As mentioned earlier, there is a lack of publicly available smoke data for power equipment. In other smoke segmentation tasks, a common method is to directly overlay the smoke image with an alpha channel on the background image, as shown in Figure 1, to address this issue. However, this direct overlay method results in a very rough fusion of smoke and background. On the other hand, the smoke has a semitransparent nature, and the alpha channel of the smoke image overlaid in this 2D way usually lacks information that can reflect this characteristic of smoke, making it difficult to blend with the background. Moreover, this method can only generate static smoke images and cannot provide continuously changing smoke. These issues are not conducive to the training of neural networks because they cannot realistically reflect the relationship between smoke and background in real images or the characteristics of smoke.

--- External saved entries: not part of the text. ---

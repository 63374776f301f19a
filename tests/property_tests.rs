//! Property-based tests for history and pagination invariants.
//!
//! Tests validate:
//! 1. History stays bounded, unique and most-recent-first after any record sequence
//! 2. History matches are a case-insensitive, order-preserving filter
//! 3. Page navigation never leaves the valid range
//! 4. Page controls always show the first and last page and the active page

use proptest::prelude::*;
use sift::state::{page_controls, PageControl, Pagination, PAGE_SIZE};
use sift::store::{MemoryStore, SuggestionStore, HISTORY_LIMIT};

fn store() -> SuggestionStore {
    SuggestionStore::load(Box::new(MemoryStore::new()))
}

/// Small alphabet so repeats and substring matches actually happen.
fn query() -> impl Strategy<Value = String> {
    "[abcAB ]{1,6}"
}

// ===== Property 1: History Shape =====

proptest! {
    #[test]
    fn history_is_bounded_unique_and_recent_first(queries in prop::collection::vec(query(), 0..40)) {
        let mut history = store();
        for q in &queries {
            history.record(q);
        }

        let entries = history.entries();
        prop_assert!(entries.len() <= HISTORY_LIMIT);

        let unique: std::collections::HashSet<_> = entries.iter().collect();
        prop_assert_eq!(unique.len(), entries.len(), "entries must be unique");

        if let Some(last) = queries.last() {
            prop_assert_eq!(&entries[0], last, "latest query comes first");
        }
    }

    #[test]
    fn history_survives_reload(queries in prop::collection::vec(query(), 1..20)) {
        let mut history = store();
        for q in &queries {
            history.record(q);
        }
        let expected = history.entries().to_vec();

        let reloaded = SuggestionStore::load(Box::new(clone_backend(&history)));

        prop_assert_eq!(reloaded.entries(), &expected[..]);
    }
}

fn clone_backend(history: &SuggestionStore) -> MemoryStore {
    use sift::store::{KeyValueStore, HISTORY_KEY};

    let mut copy = MemoryStore::new();
    if let Ok(Some(raw)) = history.backend().get(HISTORY_KEY) {
        copy.set(HISTORY_KEY, &raw).unwrap();
    }
    copy
}

// ===== Property 2: History Matching =====

proptest! {
    #[test]
    fn matches_are_filtered_and_ordered(
        queries in prop::collection::vec(query(), 0..20),
        needle in "[abAB]{1,2}",
        limit in 0usize..5,
    ) {
        let mut history = store();
        for q in &queries {
            history.record(q);
        }

        let matches = history.matches(&needle, limit);
        prop_assert!(matches.len() <= limit);

        let lowered = needle.to_lowercase();
        let expected: Vec<String> = history
            .entries()
            .iter()
            .filter(|e| e.to_lowercase().contains(&lowered))
            .take(limit)
            .cloned()
            .collect();
        prop_assert_eq!(matches, expected);
    }
}

// ===== Property 3: Page Navigation =====

proptest! {
    #[test]
    fn navigation_stays_in_range(
        item_count in 1usize..500,
        jumps in prop::collection::vec(0usize..40, 0..20),
    ) {
        let mut pagination = Pagination::new(item_count);
        let items: Vec<usize> = (0..item_count).collect();

        for jump in jumps {
            pagination.go_to_page(jump);
            prop_assert!(pagination.current_page() >= 1);
            prop_assert!(pagination.current_page() <= pagination.total_pages());

            let page = pagination.slice(&items);
            prop_assert!(!page.is_empty());
            prop_assert!(page.len() <= PAGE_SIZE);
            prop_assert_eq!(page[0], (pagination.current_page() - 1) * PAGE_SIZE);
        }
    }
}

// ===== Property 4: Page Controls =====

proptest! {
    #[test]
    fn controls_include_ends_and_active_page(total in 1usize..200, seed in 0usize..200) {
        let current = seed % total + 1;
        let controls = page_controls(current, total);

        let pages: Vec<(usize, bool)> = controls
            .iter()
            .filter_map(|c| match c {
                PageControl::Page { number, active } => Some((*number, *active)),
                _ => None,
            })
            .collect();

        prop_assert_eq!(pages.first().map(|p| p.0), Some(1));
        prop_assert_eq!(pages.last().map(|p| p.0), Some(total));
        prop_assert_eq!(
            pages.iter().filter(|p| p.1).map(|p| p.0).collect::<Vec<_>>(),
            vec![current]
        );
        prop_assert!(pages.windows(2).all(|w| w[0].0 < w[1].0), "ascending");

        prop_assert_eq!(controls.first(), Some(&PageControl::Previous { enabled: current > 1 }));
        prop_assert_eq!(controls.last(), Some(&PageControl::Next { enabled: current < total }));
    }
}
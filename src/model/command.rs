//! Side-effect requests emitted by the pure state core, and their results.
//!
//! State transitions never touch the network. They return [`Command`]s that
//! the shell hands to the dispatcher, and receive [`Completion`]s back.

use crate::model::error::ClientError;
use crate::model::search_result::SearchResponse;

/// A remote request the shell must perform.
#[derive(Debug, Clone, PartialEq, Eq)]
pub enum Command {
    /// Look up lexicon suggestions for a trimmed prefix.
    FetchSuggestions {
        /// Autocomplete generation that armed the request.
        generation: u64,
        /// Trimmed input text at the time the timer fired.
        query: String,
    },
    /// Execute a full search.
    RunSearch {
        /// Search generation stamped at submit time.
        generation: u64,
        /// The query exactly as submitted.
        query: String,
    },
}

impl Command {
    /// Generation stamp carried by the command.
    pub fn generation(&self) -> u64 {
        match self {
            Command::FetchSuggestions { generation, .. } | Command::RunSearch { generation, .. } => {
                *generation
            }
        }
    }

    /// Query text carried by the command.
    pub fn query(&self) -> &str {
        match self {
            Command::FetchSuggestions { query, .. } | Command::RunSearch { query, .. } => query,
        }
    }
}

/// Outcome of a [`Command`], tagged with the same generation and query.
#[derive(Debug, Clone, PartialEq)]
pub enum Completion {
    /// Result of [`Command::FetchSuggestions`].
    Suggestions {
        /// Generation copied from the command.
        generation: u64,
        /// Query copied from the command.
        query: String,
        /// Lexicon strings or the failure.
        result: Result<Vec<String>, ClientError>,
    },
    /// Result of [`Command::RunSearch`].
    Search {
        /// Generation copied from the command.
        generation: u64,
        /// Query copied from the command.
        query: String,
        /// Search response or the failure.
        result: Result<SearchResponse, ClientError>,
    },
}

In order to address the aforementioned issues, we propose using three-dimensional virtual technology to generate realistic smoke as a method to overcome the lack of smoke data. Currently, the use of three-dimensional virtual technology to generate smoke is very mature and has been widely used in the film and television industry to create realistic smoke and fire in various productions. The smoke generated by three-dimensional virtual technology not only solves the shortcomings of two-dimensional smoke mentioned above but can also generate continuously animated smoke, which is extremely helpful for neural networks to learn the continuous changes in smoke.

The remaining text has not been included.